Variations in the play of the cards
In the first trick, some allow a player who has no clubs to play a spade on the trick. In this case the trick is won by the highest spade if a spade is played. As the order of play to the trick may now be important (if you are going to play a spade you would rather wait to see if someone else plays a higher spade first), the holder of the two of clubs should lead to the first trick (or the holder of the lowest club in play if you are playing with jokers and the two of clubs was discarded).
Some play that the player to dealer’s left leads to the first trick, and may lead any card except a spade. Some play that the dealer leads first and may lead any card except a spade.
Some play that spades may be led at any time – it is not necessary that they be broken first.
"Rake ’em and Shake ’em" If using a 54 card deck (with two jokers), some play that if the big joker is led (played as the first card in a trick), then all the other players must play their highest spade.
Variations in the scoring
Tricks in excess of the contract (overtricks or sandbags) may be worth minus 1 point each rather than plus 1. In this case the penalty for accumulating 10 overtricks does not apply.
Some players use the units digit of the score to count sandbags, but do not regard it as being part of the score – so sandbags are in effect worth nothing until you have 10 of them, when they cost you 100. In this variation if your score was 369 and you bid 7 tricks and took 9 your score would become 331 (not 341).
Some people play that there is a special card which cancels one sandbag on that hand for the side that takes it in their tricks. If the side which wins the special card makes no overtricks, or loses their bid, the special card has no effect. The special card may be either a fixed card – for example the three of spades – or may be determined afresh by cutting a card before each deal.
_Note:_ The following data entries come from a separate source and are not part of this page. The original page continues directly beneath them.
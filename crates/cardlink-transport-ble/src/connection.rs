use std::sync::atomic::{AtomicU64, Ordering};
use std::sync::mpsc::{self, Receiver, RecvTimeoutError, SyncSender, TrySendError};
use std::sync::{Arc, Condvar, Mutex};
use std::thread;
use std::time::Duration;

use cardlink_channel::{CardChannel, CardListener, FragmentIo, Framer};
use cardlink_core::{ApduCommand, ApduResponse, TransportError};
use tracing::{debug, warn};

use crate::link::{GattLink, LinkEvent};
use crate::protocol::{
    parse_mtu_response, DEFAULT_MTU, EXCHANGE_TIMEOUT, MTU_EXCHANGE_REQUEST,
    PAIRING_KEY_ITERATIONS,
};

/// Lifecycle of one physical link.
#[derive(Debug, Clone, Copy, PartialEq, Eq)]
pub enum LinkState {
    Disconnected,
    Connecting,
    ServiceDiscovery,
    NotificationSetup,
    MtuHandshake,
    Ready,
    Closed,
}

#[derive(Debug, Clone, Copy, PartialEq, Eq)]
enum WriteState {
    Idle,
    Pending,
    Completed { ok: bool },
}

#[derive(Debug, Clone)]
pub struct BleConnectionConfig {
    /// Bound on the write-confirmation wait and the inbound-fragment wait.
    pub exchange_timeout: Duration,
    /// Inbound fragment queue bound; fragments past it are dropped.
    pub inbound_queue_capacity: usize,
}

impl Default for BleConnectionConfig {
    fn default() -> Self {
        Self {
            exchange_timeout: EXCHANGE_TIMEOUT,
            inbound_queue_capacity: 64,
        }
    }
}

/// Inbound-queue accounting, mirrored into logs when fragments are dropped.
#[derive(Debug, Clone, Copy, Default, PartialEq, Eq)]
pub struct FragmentQueueStats {
    pub received: u64,
    pub dropped: u64,
}

struct Inner {
    state: LinkState,
    mtu: usize,
    write: WriteState,
    last_error: Option<TransportError>,
    inbound_tx: Option<SyncSender<Vec<u8>>>,
}

/// One physical radio link to one card, driven by [`LinkEvent`]s from the
/// platform binding through a single synchronized transition function.
///
/// The event-delivery context mutates the shared state; the caller context
/// blocks on it in [`write_fragment`](Self::write_fragment) and
/// [`read_fragment`](Self::read_fragment). Both waits are bounded and both
/// re-check the lifecycle state, so a concurrent `close()` fails them
/// promptly instead of letting them hang.
pub struct BleConnection {
    link: Arc<dyn GattLink>,
    listener: Arc<dyn CardListener>,
    framer: Arc<dyn Framer>,
    config: BleConnectionConfig,
    inner: Mutex<Inner>,
    cond: Condvar,
    inbound_rx: Mutex<Receiver<Vec<u8>>>,
    received: AtomicU64,
    dropped: AtomicU64,
}
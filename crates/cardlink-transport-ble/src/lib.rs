//! BLE transport for CARDLINK.
//!
//! Turns the radio stack's asynchronous, notification-driven event model
//! into the synchronous, ordered, timeout-bounded fragment exchange the
//! card protocol stack expects. The platform binding is abstracted behind
//! [`GattLink`]/[`BleCentral`]; enable the `btleplug` feature for the
//! hardware backend.

#[cfg(feature = "btleplug")]
pub mod btleplug_backend;
pub mod connection;
pub mod link;
pub mod manager;
pub mod protocol;

pub use connection::{
    spawn_event_pump, BleCardChannel, BleConnection, BleConnectionConfig, FragmentQueueStats,
    LinkState,
};
pub use link::{GattLink, LinkCommand, LinkEvent, MockGattLink};
pub use manager::{
    BleCentral, BondState, CardDeviceManager, CentralEvent, DeviceHandle, ManagerConfig,
    MockCentral, MockLinkHandle, ScanSession,
};
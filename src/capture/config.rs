//! Camera parameters and still-capture configuration.
//!
//! `CameraSettings` are the image parameters the remote device config is
//! allowed to change. `CameraConfig` is the local, file-backed part: which
//! capture command to run, where the still lands, and at what size.

use serde::{Deserialize, Serialize};
use std::path::PathBuf;

/// Image parameters applied to the camera before each still.
///
/// Ranges follow the Pi camera firmware: brightness 0..=100,
/// sharpness and contrast -100..=100, ISO 0 (auto) or 100..=1600.
#[derive(Debug, Clone, Copy, PartialEq, Eq, Serialize, Deserialize)]
#[serde(default)]
pub struct CameraSettings {
    /// Mirror the image horizontally.
    pub hflip: bool,
    /// Flip the image vertically.
    pub vflip: bool,
    /// Brightness, 0..=100.
    pub brightness: i32,
    /// Sharpness, -100..=100.
    pub sharpness: i32,
    /// Contrast, -100..=100.
    pub contrast: i32,
    /// Sensor ISO; 0 lets the firmware choose.
    pub iso: i32,
}

impl Default for CameraSettings {
    fn default() -> Self {
        Self {
            hflip: false,
            vflip: false,
            brightness: 60,
            sharpness: 0,
            contrast: 0,
            iso: 0,
        }
    }
}

impl CameraSettings {
    /// Validates every parameter against the firmware ranges.
    pub fn validate(&self) -> Result<(), SettingsError> {
        if !(0..=100).contains(&self.brightness) {
            return Err(SettingsError::Brightness(self.brightness));
        }
        if !(-100..=100).contains(&self.sharpness) {
            return Err(SettingsError::Sharpness(self.sharpness));
        }
        if !(-100..=100).contains(&self.contrast) {
            return Err(SettingsError::Contrast(self.contrast));
        }
        if self.iso != 0 && !(100..=1600).contains(&self.iso) {
            return Err(SettingsError::Iso(self.iso));
        }
        Ok(())
    }
}

/// Out-of-range camera parameter.
#[derive(Debug, Clone, PartialEq, Eq, thiserror::Error)]
pub enum SettingsError {
    /// Brightness outside 0-100.
    #[error("brightness {0} out of range (0-100)")]
    Brightness(i32),
    /// Sharpness outside -100-100.
    #[error("sharpness {0} out of range (-100-100)")]
    Sharpness(i32),
    /// Contrast outside -100-100.
    #[error("contrast {0} out of range (-100-100)")]
    Contrast(i32),
    /// ISO neither 0 nor within 100-1600.
    #[error("iso {0} out of range (0 or 100-1600)")]
    Iso(i32),
    /// JPEG quality outside 1-100.
    #[error("jpeg quality {0} out of range (1-100)")]
    Quality(u8),
}

/// Local configuration for the still-capture command.
#[derive(Debug, Clone, Serialize, Deserialize)]
#[serde(default)]
pub struct CameraConfig {
    /// Still-capture executable.
    pub command: String,
    /// File the still is written to before being read back.
    pub output_path: PathBuf,
    /// Image width in pixels; 0 keeps the sensor default.
    pub width: u32,
    /// Image height in pixels; 0 keeps the sensor default.
    pub height: u32,
    /// JPEG quality, 1..=100.
    pub quality: u8,
    /// Settings applied before the first remote config arrives.
    pub initial: CameraSettings,
}

impl Default for CameraConfig {
    fn default() -> Self {
        Self {
            command: "raspistill".to_string(),
            output_path: PathBuf::from("/tmp/image.jpg"),
            width: 0,
            height: 0,
            quality: 85,
            initial: CameraSettings::default(),
        }
    }
}

impl CameraConfig {
    /// Validates the capture parameters.
    pub fn validate(&self) -> Result<(), SettingsError> {
        if !(1..=100).contains(&self.quality) {
            return Err(SettingsError::Quality(self.quality));
        }
        self.initial.validate()
    }
}

#[cfg(test)]
mod tests {
    use super::*;

    #[test]
    fn test_default_settings_valid() {
        let settings = CameraSettings::default();
        assert!(settings.validate().is_ok());
        assert_eq!(settings.brightness, 60);
    }

    #[test]
    fn test_out_of_range_rejected() {
        let mut settings = CameraSettings::default();
        settings.brightness = 101;
        assert_eq!(settings.validate(), Err(SettingsError::Brightness(101)));

        let mut settings = CameraSettings::default();
        settings.contrast = -101;
        assert_eq!(settings.validate(), Err(SettingsError::Contrast(-101)));

        let mut settings = CameraSettings::default();
        settings.iso = 50;
        assert_eq!(settings.validate(), Err(SettingsError::Iso(50)));
    }

    #[test]
    fn test_iso_auto_and_range() {
        let mut settings = CameraSettings::default();
        settings.iso = 0;
        assert!(settings.validate().is_ok());
        settings.iso = 800;
        assert!(settings.validate().is_ok());
    }

    #[test]
    fn test_camera_config_defaults() {
        let config = CameraConfig::default();
        assert_eq!(config.command, "raspistill");
        assert_eq!(config.output_path, PathBuf::from("/tmp/image.jpg"));
        assert!(config.validate().is_ok());
    }
}
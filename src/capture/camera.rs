//! Camera abstraction for still capture.
//!
//! This module provides a trait-based abstraction over the camera,
//! allowing the Pi's still-capture tool to be swapped for a mock in tests.

use super::{CameraConfig, CameraSettings, Capture};
use std::process::Command;
use thiserror::Error;

/// Errors that can occur during camera operations.
#[derive(Debug, Error)]
pub enum CameraError {
    /// Parameter out of range.
    #[error("invalid camera settings: {0}")]
    InvalidSettings(#[from] super::SettingsError),
    /// Capture command could not be started.
    #[error("failed to run capture command `{command}`: {source}")]
    Spawn {
        /// Program that was run.
        command: String,
        /// Underlying I/O error.
        #[source]
        source: std::io::Error,
    },
    /// Capture command exited unsuccessfully or wrote no image.
    #[error("failed to capture still: {0}")]
    CaptureFailed(String),
    /// Still could not be read back from disk.
    #[error("failed to read still from disk: {0}")]
    ReadFailed(#[from] std::io::Error),
}

/// Trait for camera implementations.
pub trait Camera {
    /// Applies new image parameters. Takes effect from the next capture.
    fn configure(&mut self, settings: &CameraSettings) -> Result<(), CameraError>;

    /// Captures a single JPEG still.
    fn capture(&mut self) -> Result<Capture, CameraError>;

    /// Returns the parameters currently applied.
    fn settings(&self) -> &CameraSettings;
}

/// Pi camera driven through the `raspistill` still-capture tool.
#[derive(Debug)]
pub struct RaspistillCamera {
    config: CameraConfig,
    settings: CameraSettings,
    sequence: u64,
}

impl RaspistillCamera {
    /// Creates a camera using the initial settings from `config`.
    pub fn new(config: CameraConfig) -> Result<Self, CameraError> {
        config.validate()?;
        let settings = config.initial;
        Ok(Self {
            config,
            settings,
            sequence: 0,
        })
    }

    /// Builds the argument list for one still.
    pub fn command_args(&self) -> Vec<String> {
        let mut args = vec![
            "-n".to_string(),
            "-t".to_string(),
            "1".to_string(),
            "-q".to_string(),
            self.config.quality.to_string(),
            "-o".to_string(),
            self.config.output_path.display().to_string(),
        ];

        if self.config.width > 0 && self.config.height > 0 {
            args.extend([
                "-w".to_string(),
                self.config.width.to_string(),
                "-h".to_string(),
                self.config.height.to_string(),
            ]);
        }

        if self.settings.hflip {
            args.push("-hf".to_string());
        }
        if self.settings.vflip {
            args.push("-vf".to_string());
        }
        args.extend([
            "-br".to_string(),
            self.settings.brightness.to_string(),
            "-sh".to_string(),
            self.settings.sharpness.to_string(),
            "-co".to_string(),
            self.settings.contrast.to_string(),
        ]);
        // ISO 0 is auto: leave it to the firmware.
        if self.settings.iso != 0 {
            args.extend(["-ISO".to_string(), self.settings.iso.to_string()]);
        }

        args
    }
}

impl Camera for RaspistillCamera {
    fn configure(&mut self, settings: &CameraSettings) -> Result<(), CameraError> {
        settings.validate()?;
        self.settings = *settings;
        tracing::debug!(?settings, "Camera settings updated");
        Ok(())
    }

    fn capture(&mut self) -> Result<Capture, CameraError> {
        let output = Command::new(&self.config.command)
            .args(self.command_args())
            .output()
            .map_err(|source| CameraError::Spawn {
                command: self.config.command.clone(),
                source,
            })?;

        if !output.status.success() {
            return Err(CameraError::CaptureFailed(format!(
                "{} exited with {}: {}",
                self.config.command,
                output.status,
                String::from_utf8_lossy(&output.stderr).trim()
            )));
        }

        let jpeg = std::fs::read(&self.config.output_path)?;
        self.sequence += 1;
        let capture = Capture::new(jpeg, self.sequence);
        if !capture.is_jpeg() {
            return Err(CameraError::CaptureFailed(format!(
                "{} is not a JPEG image",
                self.config.output_path.display()
            )));
        }

        Ok(capture)
    }

    fn settings(&self) -> &CameraSettings {
        &self.settings
    }
}

/// Mock camera for testing that produces a tiny synthetic JPEG.
#[derive(Debug, Default)]
pub struct MockCamera {
    settings: CameraSettings,
    sequence: u64,
    configure_calls: u64,
    fail_captures: bool,
}

impl MockCamera {
    /// Mock with default settings that captures successfully.
    pub fn new() -> Self {
        Self::default()
    }

    /// Makes every subsequent capture fail.
    pub fn fail_captures(&mut self, fail: bool) {
        self.fail_captures = fail;
    }

    /// Number of stills taken so far.
    pub fn captures(&self) -> u64 {
        self.sequence
    }

    /// Number of times settings were applied.
    pub fn configure_calls(&self) -> u64 {
        self.configure_calls
    }
}

impl Camera for MockCamera {
    fn configure(&mut self, settings: &CameraSettings) -> Result<(), CameraError> {
        settings.validate()?;
        self.settings = *settings;
        self.configure_calls += 1;
        Ok(())
    }

    fn capture(&mut self) -> Result<Capture, CameraError> {
        if self.fail_captures {
            return Err(CameraError::CaptureFailed("mock failure".to_string()));
        }

        self.sequence += 1;
        // SOI, the sequence number as payload, EOI.
        let mut jpeg = vec![0xFF, 0xD8];
        jpeg.extend_from_slice(&self.sequence.to_be_bytes());
        jpeg.extend_from_slice(&[0xFF, 0xD9]);
        Ok(Capture::new(jpeg, self.sequence))
    }

    fn settings(&self) -> &CameraSettings {
        &self.settings
    }
}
Some play that if a team takes at least twice as many tricks as they bid they lose their bid (for example if they bid 4 and win 8 or more tricks they score -40).
Some play that the penalty for taking fewer tricks than were bid is 10 points for each trick by which the team falls short of the bid, rather than 10 times the bid.
Some play that if a side’s cumulative score is minus 500 or worse, that side loses the game (and of course the other side wins).
Some players set the target for winning the game at 1000 points rather than 500. Others play with a target of only 300.
In rec.games.playing-cards, Meister (email@example.com) mentioned a variation of Spades for four players without partners. Bids are for the number of tricks the individual player will make, and in the play, it is compulsory to beat the highest card so far played to the trick if you can; this includes playing a spade if you have no card of the suit led.
This is played between three teams of two, partners sitting opposite (so there are two opponents from different teams separating you from your partner in each direction).
A 102 card deck is used, consisting of two standard 52 card decks mixed together with both twos of clubs removed.
The bidding and scoring are the same as in the 4 player game, and similar variations are possible. In the play, if two identical cards are played to the same trick, the second beats the first.
There are no partnerships – players play for themselves.
One standard 52 card pack is used. Deal 17 cards to each player. The remaining card is tossed out of play for that particular game.
Variation: play with a 54 card pack including big and little jokers as the top two trumps. Deal 18 cards to each player.